Section 107 is packed full of great tips by some of the most experienced riders in the industry. Please take a look and see what you could learn by attending the next MX Clinic
Deep Ruts

1 The Approach- When approaching a rutted corner make sure that you are looking ahead to pin point where you are going to enter the rut. This will make you come in straight and help you better set up for the rut. As you are coming into the rut sit down and slide toward the front of the seat. It is also important to weight your outside footpeg to add stability and control to the bike, which will make it easier to stay in the rut. Another key element to having good stability when entering and going through ruts is elbow position. You should have your outside elbow up which helps weight the front wheel and also gives you control of your bike.


2 In The Rut-
Once you settled into the rut, it is important to look forward to the exit of the rut. Your body follows your line of sight. If you are fixed on the exit of the rut that is where you will go. If you are looking just past your front wheel you will most likely climb out of the rut or over steer losing valuable time. Also keeping your leg up high and slightly bent, planted against the shroud helps with balance and control. 


3 The Exit-
When you are exiting the rut you want to be on the throttle pulling into the bike. This will keep the front wheel down and allows you to keep your momentum up getting you ready to hit the throttle harder down the straight away.

Slick Corners

1) As you approach the corner you will need to make the transition from standing to sitting- The movement should be smooth and fluid to help keep your wheel in line for the corner. It is also important to be in the correct gear. If you are in to low of a gear your suspension won't work properly making it more difficult to track through the corner smoothly. Being in to low of a gear will cause excessive wheel spin upon acceleration. Being in to high of a gear will cause the bike to bog.

 

2) Once you are in the sitting position get forward on the seat- In doing so, you want to be sure to transfer your weight to the outside of the bike by moving half your butt off the side of the seat. This will also help weight the outside of the foot peg. A very important step to keep the rear wheel tracking through the corner and you being able to maintain control.

 

3) You also want to make sure your outside elbow is up throughout the entire corner- By doing this, you will weight down the front end giving your front end control. If your elbow is down, you will drift off the corner causing you to lose control and time. In addition to keeping the outside elbow up its equally important to have your inside leg out to lean the bike over and maintain your balance.

 

4) Applying Throttle- When the corner is slick, roll the throttle on smoothly with no clutch. This way there is less of a chance that the wheel will break loose.
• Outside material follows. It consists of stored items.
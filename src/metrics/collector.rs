//! Prometheus counters for dispatch outcomes and broker connectivity

use anyhow::{Context, Result};
use prometheus::{Encoder, IntCounter, IntCounterVec, IntGauge, Opts, Registry, TextEncoder};
use std::sync::Arc;

/// Final outcome of one `Dispatcher::send` call
#[derive(Debug, Clone, Copy, PartialEq, Eq)]
pub enum DispatchOutcome {
    Sent,
    Dropped,
}

impl DispatchOutcome {
    fn label(self) -> &'static str {
        match self {
            DispatchOutcome::Sent => "sent",
            DispatchOutcome::Dropped => "dropped",
        }
    }
}

/// Dispatch metrics collector
#[derive(Clone)]
pub struct DispatchMetrics {
    /// Prometheus registry
    registry: Arc<Registry>,

    /// Messages by queue and outcome
    messages_total: IntCounterVec,

    /// Transport connection attempts started
    connect_attempts_total: IntCounter,

    /// 1 while a broker connection is established
    broker_connected: IntGauge,
}

impl DispatchMetrics {
    /// Create a collector with its own registry
    pub fn new() -> Result<Self> {
        let registry = Arc::new(Registry::new());

        let messages_total = IntCounterVec::new(
            Opts::new(
                "dispatch_messages_total",
                "Task messages handed to the dispatcher, by queue and outcome",
            ),
            &["queue", "outcome"],
        )
        .context("Failed to create dispatch_messages_total")?;

        let connect_attempts_total = IntCounter::new(
            "broker_connect_attempts_total",
            "Broker connection attempts started",
        )
        .context("Failed to create broker_connect_attempts_total")?;

        let broker_connected = IntGauge::new(
            "broker_connected",
            "Whether a broker connection is currently established",
        )
        .context("Failed to create broker_connected")?;

        registry
            .register(Box::new(messages_total.clone()))
            .context("Failed to register dispatch_messages_total")?;
        registry
            .register(Box::new(connect_attempts_total.clone()))
            .context("Failed to register broker_connect_attempts_total")?;
        registry
            .register(Box::new(broker_connected.clone()))
            .context("Failed to register broker_connected")?;

        Ok(Self {
            registry,
            messages_total,
            connect_attempts_total,
            broker_connected,
        })
    }

    pub fn registry(&self) -> Arc<Registry> {
        self.registry.clone()
    }

    pub fn record_dispatch(&self, queue: &str, outcome: DispatchOutcome) {
        self.messages_total
            .with_label_values(&[queue, outcome.label()])
            .inc();
    }

    pub fn record_connect_attempt(&self) {
        self.connect_attempts_total.inc();
    }

    pub fn set_connected(&self, connected: bool) {
        self.broker_connected.set(i64::from(connected));
    }

    pub fn dispatch_count(&self, queue: &str, outcome: DispatchOutcome) -> u64 {
        self.messages_total
            .with_label_values(&[queue, outcome.label()])
            .get()
    }

    pub fn connect_attempts(&self) -> u64 {
        self.connect_attempts_total.get()
    }

    pub fn is_connected(&self) -> bool {
        self.broker_connected.get() == 1
    }

    /// Render the registry in the Prometheus text format
    pub fn render(&self) -> Result<String> {
        let mut buffer = Vec::new();
        TextEncoder::new()
            .encode(&self.registry.gather(), &mut buffer)
            .context("Failed to encode metrics")?;
        String::from_utf8(buffer).context("Metrics output was not UTF-8")
    }
}
//! Application state and lifecycle
//!
//! `AppState` owns the process-wide dispatcher. Building it performs no I/O:
//! the broker is contacted on the first dispatch, so the service boots and
//! serves unrelated routes while the broker is down. `shutdown` must run on
//! every exit path to close the broker connection cleanly.

use crate::config::AppConfig;
use crate::dispatch::Dispatcher;
use crate::error::Result;
use crate::metrics::DispatchMetrics;
use std::time::{Duration, Instant};
use tracing::info;

/// Main application state shared with request handlers
pub struct AppState {
    config: AppConfig,
    dispatcher: Dispatcher,
    started_at: Instant,
}

impl AppState {
    /// Build state for the broker described in `config`
    pub fn new(config: AppConfig) -> Result<Self> {
        let metrics = DispatchMetrics::new()?;
        let dispatcher = Dispatcher::from_settings(&config.broker, metrics);
        Ok(Self::with_dispatcher(config, dispatcher))
    }

    /// Build state around an existing dispatcher
    pub fn with_dispatcher(config: AppConfig, dispatcher: Dispatcher) -> Self {
        Self {
            config,
            dispatcher,
            started_at: Instant::now(),
        }
    }

    pub fn config(&self) -> &AppConfig {
        &self.config
    }

    pub fn dispatcher(&self) -> &Dispatcher {
        &self.dispatcher
    }

    pub fn uptime(&self) -> Duration {
        self.started_at.elapsed()
    }

    /// Release the broker connection
    pub async fn shutdown(&self) {
        info!(
            endpoint = %self.dispatcher.manager().endpoint(),
            "Closing broker connection"
        );
        self.dispatcher.disconnect().await;
    }
}
//! Task payloads and queue definitions shared by producers and consumers

use serde::{Deserialize, Serialize};

/// Queue consumed by the player roster worker
pub const PLAYER_REQUESTS_QUEUE: &str = "player_requests";

/// Queue consumed by the clan roster worker
pub const CLAN_REQUESTS_QUEUE: &str = "clan_requests";

/// Re-ingest a single player's profile and activity history
#[derive(Debug, Clone, PartialEq, Eq, Serialize, Deserialize)]
#[serde(rename_all = "camelCase")]
pub struct PlayerRequest {
    pub membership_id: i64,
}

/// Re-ingest a clan's member roster
#[derive(Debug, Clone, PartialEq, Eq, Serialize, Deserialize)]
#[serde(rename_all = "camelCase")]
pub struct ClanRequest {
    pub group_id: i64,
}

/// Parameters used when asserting a queue on the broker
#[derive(Debug, Clone, Copy, PartialEq, Eq)]
pub struct QueueOptions {
    /// Whether the queue survives a broker restart
    pub durable: bool,
}

impl Default for QueueOptions {
    fn default() -> Self {
        // Task messages are disposable; a restart simply loses them.
        Self { durable: false }
    }
}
This is why being in the correct gear is so important.

Seat Bouncing

(1) SIT BACK-The further you are sitting back on the seat the more lift you will get from the bike. The more you go towards a neutral position the less lift you will receive from the bike. If you are sitting to far forward the front will drop and then the bike will kick you forward or over the bars.

(2) PULL BACK- At the same time you sit back on the seat, you should also pull back on the bars to keep the front end from going down and the back end from kicking you. If you do these two things at the same time, the bike should fly straight.

(3) COMPRESS THE SUSPENSION- Compressing the suspension by sitting down helps you to go further and higher off the jump. It gives you the lift that you need when compared to standing up and hitting the same jump. 

(4) HIT THE THROTTLE SMOOTHLY- You want to make sure you have the gas on all the way off the face of the jump. If you don’t do this, the bike might kick you over the bars since the front wheel will likely drop when you leave the face of the jump.

(5) START OFF On A Table TOP- If you’re going to try this for the first time, do it over a small tabletop jump and see how it is. There are definitely better jumps to do this off of than others, and if it’s right out of a corner, that is the jump most likely to do it on. 

Concrete Starts

(1) Make sure your tire is clean before entering the pad. This will help ensure you get as much traction and as little wheel spin as possible when leaving the starting gate. It is also very important to sweep the concrete clean of any dirt or mud before entering the starting pad.

(2) Once you are on the pad. Start the bike and do a couple dry hops. This will make sure the surface of your tire is tacky and clean. It will also give you a good feel for where your clutch will engage and how much gas to give it off the start. Roasting your tires on the start doesn’t do anything but burn through your tires and waste money. Be sure to sit down in the middle-back of the bike with both feet down. This will help to weight the back of the bike further preventing wheel spin of the start.

(3) Sit with your back straight. If you just lean back it won't help put any more weight on the rear of the bike, this is why getting the proper seating position is important. Personally because I am shorter (5'10") I start with my feet on the side of the pegs. Taller riders should have no problem starting with their feet in front of the pegs. 

(4)Now that we are in a good position on the bike We should concentrate on being smooth with the clutch release. Once you start to release the clutch keep your weight back until you hit the dirt. Once you hit the dirt keep your legs tight to the bike, this will help you keep you going straight and in control of the motorcycle.